Administration wants E-2 visa regs amended

Howard P. Willens, Gov.Benigno R. Fitial’s special legal counsel, said the E-2 regulations are based on an incorrect interpretation of U.S. Public Law 110-229 or the Consolidated Natural Resources Act of 2008 where the statute mandating the U.S. Department of Homeland Security to run the islands’ immigration system starting this Nov. 28 is embodied.

“The regulations do not reflect the fair and complete assessment of the adverse economic effects of the proposed regulations on the commonwealth’s economy, small businesses, and residents required by Executive Order 12866 and the Regulatory Flexibility Act of 1980; and USCIS has failed to consider alternative provisions for the proposed regulations that would lessen the adverse effects of the proposed regulations on the commonwealth,” reads a portion of the CNMI’s official request for amendments.

During a press briefing yesterday afternoon, Willens said the proposed regulations interpreted the law as authorizing the issuance of CNMI-only investor visas during a transition period ending on Dec. 31, 2014, which cannot be extended by action of the U.S. secretary of labor.

He said the law covers all programs, including the E-2, which is tailored for foreign investors.

Willens, the lawyer who helped the NMI negotiate with the United States the Covenant that made the islands part of America, said DHS erred in the interpretation of the law with respect to the extension of the transition period which conflicts with the language of the legislation in three important aspects.

He said a subsection specifies that the permit system for nonimmigrant workers applies only “during the transitional period.”

Another subsection further compounded the confusion.
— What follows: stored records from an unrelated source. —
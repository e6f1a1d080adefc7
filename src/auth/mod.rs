//! Caller identity. Tokens are issued by the surrounding identity provider;
//! this side only verifies them.

pub mod claims;
pub mod extractors;
pub mod keys;

pub use extractors::AuthMember;
pub use keys::JwtKeys;
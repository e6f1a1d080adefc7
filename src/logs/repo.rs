use std::collections::BTreeMap;

use anyhow::Context;
use async_trait::async_trait;
use sqlx::{types::Json, FromRow, PgPool};
use time::{Date, OffsetDateTime};
use tokio::sync::Mutex;
use tracing::debug;

use super::{
    day::Day,
    merge::merge,
    model::{DailyLogRecord, ExerciseEntry, ExtrasEntry, LogPatch, MealEntry},
};

/// Read/write access to a group's daily log records.
///
/// `append` is the only write path used by the service; it must serialize
/// read-merge-write per `(group, member, day)`.
#[async_trait]
pub trait LogStore: Send + Sync {
    /// All records of the group, ordered by day then member id.
    async fn list_records(&self, group_id: &str) -> anyhow::Result<Vec<DailyLogRecord>>;

    async fn get_record(
        &self,
        group_id: &str,
        member_id: &str,
        day: Day,
    ) -> anyhow::Result<Option<DailyLogRecord>>;

    /// Stores `record` as-is, replacing whatever was there.
    async fn put_record(&self, group_id: &str, record: &DailyLogRecord) -> anyhow::Result<()>;

    async fn append(
        &self,
        group_id: &str,
        member_id: &str,
        day: Day,
        patch: LogPatch,
        now: OffsetDateTime,
    ) -> anyhow::Result<DailyLogRecord>;
}

// --- postgres ---

#[derive(Debug, FromRow)]
struct DailyLogRow {
    member_id: String,
    day: Date,
    meals: Json<Vec<MealEntry>>,
    exercises: Json<Vec<ExerciseEntry>>,
    extras: Json<Vec<ExtrasEntry>>,
    last_modified: OffsetDateTime,
}

impl From<DailyLogRow> for DailyLogRecord {
    fn from(r: DailyLogRow) -> Self {
        Self {
            member_id: r.member_id,
            day: Day::new(r.day),
            meals: r.meals.0,
            exercises: r.exercises.0,
            extras: r.extras.0,
            last_modified: r.last_modified,
        }
    }
}

#[derive(Clone)]
pub struct PgLogStore {
    db: PgPool,
}

impl PgLogStore {
    pub fn new(db: PgPool) -> Self {
        Self { db }
    }
}

#[async_trait]
impl LogStore for PgLogStore {
    async fn list_records(&self, group_id: &str) -> anyhow::Result<Vec<DailyLogRecord>> {
        let rows = sqlx::query_as::<_, DailyLogRow>(
            r#"
            SELECT member_id, day, meals, exercises, extras, last_modified
            FROM daily_logs
            WHERE group_id = $1
            ORDER BY day ASC, member_id ASC
            "#,
        )
        .bind(group_id)
        .fetch_all(&self.db)
        .await
        .context("list daily logs")?;
        Ok(rows.into_iter().map(Into::into).collect())
    }

    async fn get_record(
        &self,
        group_id: &str,
        member_id: &str,
        day: Day,
    ) -> anyhow::Result<Option<DailyLogRecord>> {
        let row = sqlx::query_as::<_, DailyLogRow>(
            r#"
            SELECT member_id, day, meals, exercises, extras, last_modified
            FROM daily_logs
            WHERE group_id = $1 AND member_id = $2 AND day = $3
            "#,
        )
        .bind(group_id)
        .bind(member_id)
        .bind(day.date())
        .fetch_optional(&self.db)
        .await
        .context("get daily log")?;
        Ok(row.map(Into::into))
    }

    async fn put_record(&self, group_id: &str, record: &DailyLogRecord) -> anyhow::Result<()> {
        sqlx::query(
            r#"
            INSERT INTO daily_logs (group_id, member_id, day, meals, exercises, extras, last_modified)
            VALUES ($1, $2, $3, $4, $5, $6, $7)
            ON CONFLICT (group_id, member_id, day) DO UPDATE
            SET meals = EXCLUDED.meals,
                exercises = EXCLUDED.exercises,
                extras = EXCLUDED.extras,
                last_modified = EXCLUDED.last_modified
            "#,
        )
        .bind(group_id)
        .bind(&record.member_id)
        .bind(record.day.date())
        .bind(Json(&record.meals))
        .bind(Json(&record.exercises))
        .bind(Json(&record.extras))
        .bind(record.last_modified)
        .execute(&self.db)
        .await
        .context("put daily log")?;
        Ok(())
    }

    async fn append(
        &self,
        group_id: &str,
        member_id: &str,
        day: Day,
        patch: LogPatch,
        now: OffsetDateTime,
    ) -> anyhow::Result<DailyLogRecord> {
        let mut tx = self.db.begin().await.context("begin append")?;

        // make sure there is a row to lock
        sqlx::query(
            r#"
            INSERT INTO daily_logs (group_id, member_id, day, last_modified)
            VALUES ($1, $2, $3, $4)
            ON CONFLICT (group_id, member_id, day) DO NOTHING
            "#,
        )
        .bind(group_id)
        .bind(member_id)
        .bind(day.date())
        .bind(now)
        .execute(&mut *tx)
        .await
        .context("seed daily log")?;

        let current: DailyLogRecord = sqlx::query_as::<_, DailyLogRow>(
            r#"
            SELECT member_id, day, meals, exercises, extras, last_modified
            FROM daily_logs
            WHERE group_id = $1 AND member_id = $2 AND day = $3
            FOR UPDATE
            "#,
        )
        .bind(group_id)
        .bind(member_id)
        .bind(day.date())
        .fetch_one(&mut *tx)
        .await
        .context("lock daily log")?
        .into();

        let merged = merge(current, patch, now);

        sqlx::query(
            r#"
            UPDATE daily_logs
            SET meals = $4, exercises = $5, extras = $6, last_modified = $7
            WHERE group_id = $1 AND member_id = $2 AND day = $3
            "#,
        )
        .bind(group_id)
        .bind(member_id)
        .bind(day.date())
        .bind(Json(&merged.meals))
        .bind(Json(&merged.exercises))
        .bind(Json(&merged.extras))
        .bind(merged.last_modified)
        .execute(&mut *tx)
        .await
        .context("update daily log")?;

        tx.commit().await.context("commit append")?;

        debug!(
            %group_id, %member_id, %day,
            meals = merged.meals.len(),
            exercises = merged.exercises.len(),
            extras = merged.extras.len(),
            "daily log appended"
        );
        Ok(merged)
    }
}

// --- in-memory ---

type RecordKey = (String, Day, String);

/// Process-local store. One mutex guards every key, which trivially
/// serializes appends.
#[derive(Default)]
pub struct MemoryLogStore {
    records: Mutex<BTreeMap<RecordKey, DailyLogRecord>>,
}

impl MemoryLogStore {
    pub fn new() -> Self {
        Self::default()
    }

    fn key(group_id: &str, member_id: &str, day: Day) -> RecordKey {
        (group_id.to_string(), day, member_id.to_string())
    }
}

#[async_trait]
impl LogStore for MemoryLogStore {
    async fn list_records(&self, group_id: &str) -> anyhow::Result<Vec<DailyLogRecord>> {
        let records = self.records.lock().await;
        Ok(records
            .iter()
            .filter(|((g, _, _), _)| g == group_id)
            .map(|(_, r)| r.clone())
            .collect())
    }

    async fn get_record(
        &self,
        group_id: &str,
        member_id: &str,
        day: Day,
    ) -> anyhow::Result<Option<DailyLogRecord>> {
        let records = self.records.lock().await;
        Ok(records.get(&Self::key(group_id, member_id, day)).cloned())
    }

    async fn put_record(&self, group_id: &str, record: &DailyLogRecord) -> anyhow::Result<()> {
        let mut records = self.records.lock().await;
        records.insert(
            Self::key(group_id, &record.member_id, record.day),
            record.clone(),
        );
        Ok(())
    }

    async fn append(
        &self,
        group_id: &str,
        member_id: &str,
        day: Day,
        patch: LogPatch,
        now: OffsetDateTime,
    ) -> anyhow::Result<DailyLogRecord> {
        let mut records = self.records.lock().await;
        let key = Self::key(group_id, member_id, day);
        let current = records
            .remove(&key)
            .unwrap_or_else(|| DailyLogRecord::empty(member_id, day, now));
        let merged = merge(current, patch, now);
        records.insert(key, merged.clone());
        debug!(
            %group_id, %member_id, %day,
            meals = merged.meals.len(),
            exercises = merged.exercises.len(),
            extras = merged.extras.len(),
            "daily log appended"
        );
        Ok(merged)
    }
}

#[cfg(test)]
mod tests {
    use super::*;
    use std::sync::Arc;
    use time::macros::datetime;

    fn day(s: &str) -> Day {
        s.parse().unwrap()
    }

    fn one_meal(id: &str) -> LogPatch {
        LogPatch {
            meals: vec![MealEntry {
                id: id.into(),
                calories: 100.0,
                ..Default::default()
            }],
            ..Default::default()
        }
    }

    #[tokio::test]
    async fn append_creates_then_extends() {
        let store = MemoryLogStore::new();
        let now = datetime!(2025-08-13 10:00 UTC);
        store.append("crew", "ana", day("2025-08-13"), one_meal("m1"), now).await.unwrap();
        let patch = LogPatch {
            exercises: vec![ExerciseEntry {
                id: "x1".into(),
                duration_minutes: 30.0,
                ..Default::default()
            }],
            ..Default::default()
        };
        let record = store.append("crew", "ana", day("2025-08-13"), patch, now).await.unwrap();
        assert_eq!(record.meals.len(), 1);
        assert_eq!(record.exercises.len(), 1);

        let stored = store.get_record("crew", "ana", day("2025-08-13")).await.unwrap();
        assert_eq!(stored, Some(record));
    }

    #[tokio::test]
    async fn concurrent_appends_are_not_lost() {
        let store = Arc::new(MemoryLogStore::new());
        let now = datetime!(2025-08-13 10:00 UTC);
        let mut handles = Vec::new();
        for i in 0..20 {
            let store = store.clone();
            handles.push(tokio::spawn(async move {
                store
                    .append("crew", "ana", day("2025-08-13"), one_meal(&format!("m{i}")), now)
                    .await
                    .unwrap();
            }));
        }
        for h in handles {
            h.await.unwrap();
        }
        let record = store.get_record("crew", "ana", day("2025-08-13")).await.unwrap().unwrap();
        assert_eq!(record.meals.len(), 20);
    }

    #[tokio::test]
    async fn list_is_scoped_and_ordered() {
        let store = MemoryLogStore::new();
        let now = datetime!(2025-08-13 10:00 UTC);
        store.append("crew", "zoe", day("2025-08-12"), one_meal("a"), now).await.unwrap();
        store.append("crew", "ana", day("2025-08-13"), one_meal("b"), now).await.unwrap();
        store.append("crew", "ana", day("2025-08-12"), one_meal("c"), now).await.unwrap();
        store.append("other", "ana", day("2025-08-12"), one_meal("d"), now).await.unwrap();

        let listed = store.list_records("crew").await.unwrap();
        let keys: Vec<_> = listed
            .iter()
            .map(|r| (r.day.to_string(), r.member_id.as_str()))
            .collect();
        assert_eq!(
            keys,
            [
                ("2025-08-12".to_string(), "ana"),
                ("2025-08-12".to_string(), "zoe"),
                ("2025-08-13".to_string(), "ana"),
            ]
        );
        assert!(store.list_records("nobody").await.unwrap().is_empty());
    }

    #[tokio::test]
    async fn put_replaces_record() {
        let store = MemoryLogStore::new();
        let now = datetime!(2025-08-13 10:00 UTC);
        store.append("crew", "ana", day("2025-08-13"), one_meal("m1"), now).await.unwrap();
        let blank = DailyLogRecord::empty("ana", day("2025-08-13"), now);
        store.put_record("crew", &blank).await.unwrap();
        let stored = store.get_record("crew", "ana", day("2025-08-13")).await.unwrap();
        assert_eq!(stored, Some(blank));
    }
}
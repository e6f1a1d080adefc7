use std::collections::HashMap;

use serde::Serialize;

use super::{aggregate::aggregate, aggregate::DayTotals, roster::Roster};
use crate::{
    logs::{day::Day, model::DailyLogRecord},
    members::repo::Member,
};

#[derive(Debug, Clone, Copy, PartialEq, Eq, Serialize)]
#[serde(rename_all = "camelCase")]
pub enum WeekMetric {
    Meals,
    IntakeCalories,
    ProteinGrams,
    ExerciseMinutes,
    ExerciseCalories,
    Water,
    Steps,
}

impl WeekMetric {
    pub const ALL: [WeekMetric; 7] = [
        WeekMetric::Meals,
        WeekMetric::IntakeCalories,
        WeekMetric::ProteinGrams,
        WeekMetric::ExerciseMinutes,
        WeekMetric::ExerciseCalories,
        WeekMetric::Water,
        WeekMetric::Steps,
    ];

    pub fn label(self) -> &'static str {
        match self {
            WeekMetric::Meals => "Meals Logged",
            WeekMetric::IntakeCalories => "Total Calories (intake)",
            WeekMetric::ProteinGrams => "Total Protein (g)",
            WeekMetric::ExerciseMinutes => "Exercise Minutes",
            WeekMetric::ExerciseCalories => "Exercise Calories",
            WeekMetric::Water => "Water (ml)",
            WeekMetric::Steps => "Steps",
        }
    }

    fn read(self, t: &DayTotals) -> f64 {
        match self {
            WeekMetric::Meals => t.meal_count as f64,
            WeekMetric::IntakeCalories => t.intake_calories,
            WeekMetric::ProteinGrams => t.protein_grams,
            WeekMetric::ExerciseMinutes => t.exercise_minutes,
            WeekMetric::ExerciseCalories => t.exercise_calories,
            WeekMetric::Water => t.water,
            WeekMetric::Steps => t.steps,
        }
    }
}

#[derive(Debug, Clone, PartialEq, Serialize)]
#[serde(rename_all = "camelCase")]
pub struct MemberColumn {
    pub member_id: String,
    pub display_name: String,
}

#[derive(Debug, Clone, PartialEq, Serialize)]
#[serde(rename_all = "camelCase")]
pub struct WeekRow {
    pub metric: WeekMetric,
    pub label: &'static str,
    /// One value per column, same order as `WeekTable::columns`.
    pub values: Vec<f64>,
}

#[derive(Debug, Clone, PartialEq, Serialize)]
#[serde(rename_all = "camelCase")]
pub struct WeekTable {
    pub week_start: Day,
    pub columns: Vec<MemberColumn>,
    pub rows: Vec<WeekRow>,
}

/// Metric × member totals from the Monday of `reference`'s week onward.
///
/// Columns appear in the order members are first met while scanning
/// `records`; members without records this week get no column. The upper
/// bound is open, so anything logged after `reference` is counted too.
pub fn build_week_table(records: &[DailyLogRecord], members: &[Member], reference: Day) -> WeekTable {
    let week_start = reference.week_start();
    let roster = Roster::new(members);

    let mut order: Vec<&str> = Vec::new();
    let mut totals: HashMap<&str, DayTotals> = HashMap::new();
    for r in records.iter().filter(|r| r.day >= week_start) {
        let acc = totals.entry(r.member_id.as_str()).or_insert_with(|| {
            order.push(r.member_id.as_str());
            DayTotals::default()
        });
        acc.absorb(&aggregate(r));
    }

    let rows = WeekMetric::ALL
        .iter()
        .map(|&metric| WeekRow {
            metric,
            label: metric.label(),
            values: order
                .iter()
                .map(|id| totals.get(id).map_or(0.0, |t| metric.read(t)))
                .collect(),
        })
        .collect();

    let columns = order
        .iter()
        .map(|id| MemberColumn {
            member_id: id.to_string(),
            display_name: roster.name_of(id),
        })
        .collect();

    WeekTable {
        week_start,
        columns,
        rows,
    }
}
use std::str::FromStr;

use serde::{Deserialize, Serialize};

use crate::{error::StatsError, logs::model::DailyLogRecord};

/// Scalar totals for one member's day.
#[derive(Debug, Clone, Default, PartialEq, Serialize, Deserialize)]
#[serde(rename_all = "camelCase")]
pub struct DayTotals {
    pub meal_count: usize,
    pub exercise_count: usize,
    pub intake_calories: f64,
    pub protein_grams: f64,
    pub exercise_minutes: f64,
    pub exercise_calories: f64,
    pub water: f64,
    pub steps: f64,
    #[serde(skip_serializing_if = "Option::is_none")]
    pub weight: Option<f64>,
}

impl DayTotals {
    /// Folds in totals from a later record of the same day: counters add up,
    /// a later weight observation wins.
    pub fn absorb(&mut self, later: &DayTotals) {
        self.meal_count += later.meal_count;
        self.exercise_count += later.exercise_count;
        self.intake_calories += later.intake_calories;
        self.protein_grams += later.protein_grams;
        self.exercise_minutes += later.exercise_minutes;
        self.exercise_calories += later.exercise_calories;
        self.water += later.water;
        self.steps += later.steps;
        if later.weight.is_some() {
            self.weight = later.weight;
        }
    }

    /// Value of `metric`; a missing weight reads as 0.
    pub fn metric(&self, metric: Metric) -> f64 {
        match metric {
            Metric::IntakeCalories => self.intake_calories,
            Metric::ProteinGrams => self.protein_grams,
            Metric::ExerciseMinutes => self.exercise_minutes,
            Metric::ExerciseCalories => self.exercise_calories,
            Metric::Water => self.water,
            Metric::Steps => self.steps,
            Metric::Weight => self.weight.unwrap_or(0.0),
        }
    }
}

pub fn aggregate(record: &DailyLogRecord) -> DayTotals {
    let mut totals = DayTotals {
        meal_count: record.meals.len(),
        exercise_count: record.exercises.len(),
        ..Default::default()
    };
    for m in &record.meals {
        totals.intake_calories += m.calories;
        totals.protein_grams += m.protein;
    }
    for x in &record.exercises {
        totals.exercise_minutes += x.duration_minutes;
        totals.exercise_calories += x.calories_burned;
    }
    for e in &record.extras {
        totals.water += e.water;
        totals.steps += e.steps;
        if e.weight.is_some() {
            totals.weight = e.weight;
        }
    }
    totals
}

/// A chartable per-day quantity.
#[derive(Debug, Clone, Copy, PartialEq, Eq, Hash, Serialize, Deserialize)]
#[serde(rename_all = "camelCase")]
pub enum Metric {
    IntakeCalories,
    ProteinGrams,
    ExerciseMinutes,
    ExerciseCalories,
    Water,
    Steps,
    Weight,
}

impl FromStr for Metric {
    type Err = StatsError;

    fn from_str(s: &str) -> Result<Self, Self::Err> {
        match s.trim() {
            "intakeCalories" | "calories" => Ok(Metric::IntakeCalories),
            "proteinGrams" | "protein" => Ok(Metric::ProteinGrams),
            "exerciseMinutes" | "exMinutes" => Ok(Metric::ExerciseMinutes),
            "exerciseCalories" | "exCalories" => Ok(Metric::ExerciseCalories),
            "water" => Ok(Metric::Water),
            "steps" => Ok(Metric::Steps),
            "weight" => Ok(Metric::Weight),
            other => Err(StatsError::invalid(format!("unknown metric {other:?}"))),
        }
    }
}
“Indeed, if the interpretation advanced by DHS were accepted, there would be no statutory authority whatsoever in the legislation for any extension of the transition period, notwithstanding the bill’s provisions and the legislation history to the contrary,” said Willens.

Third, Willens said the U.S. Congress used Dec. 31, 2014 in only two subsections to establish the end of the transition period in the absence of extension to fix the date at which all employer permits authorizing the use of foreign workers would be reduced to zero.

“This was not an accident: The goal of the legislation is to reduce the number of foreign workers in the commonwealth to zero, after which the federal immigration laws would apply in the full force, and the transition period was designed to provide special conditions to ease the burdens on the commonwealth’s economy until the statutory objective of zero was achieved,” said Willens.

About 514 long-term foreign investors in the CNMI will be affected by the E-2 regulations set to be implemented late this year.

Commerce Secretary Michael Ada said the federal government should also consider eliminating the $150,000 requirement for their existence on the islands to keep their businesses afloat.

“The commonwealth contends that the requirement of $150,000 will operate to exclude many long-term business permit holders whose initial investment was set at a minimum of $50,000 but were allowed to retain their legal entitlement to invest and live in the CNMI under legislation enacted in 1997,” the CNMI’s paper submitted to DHS reads.

Data from the economic study that economists Richard S. Conway and Malcolm D. McPhee did for the CNMI in 2008 described the islands’ economy as in state of depression.

With the demise of the garment industry, the two said the CNMI lost one-third of its economy that was built over two decades.

A portion of their study entitled “Federalization Scenario” stated that the “mandated reduction in the number of foreign workers in the CNMI economy will result in only 1,120 foreign workers being available in the commonwealth in 2015.”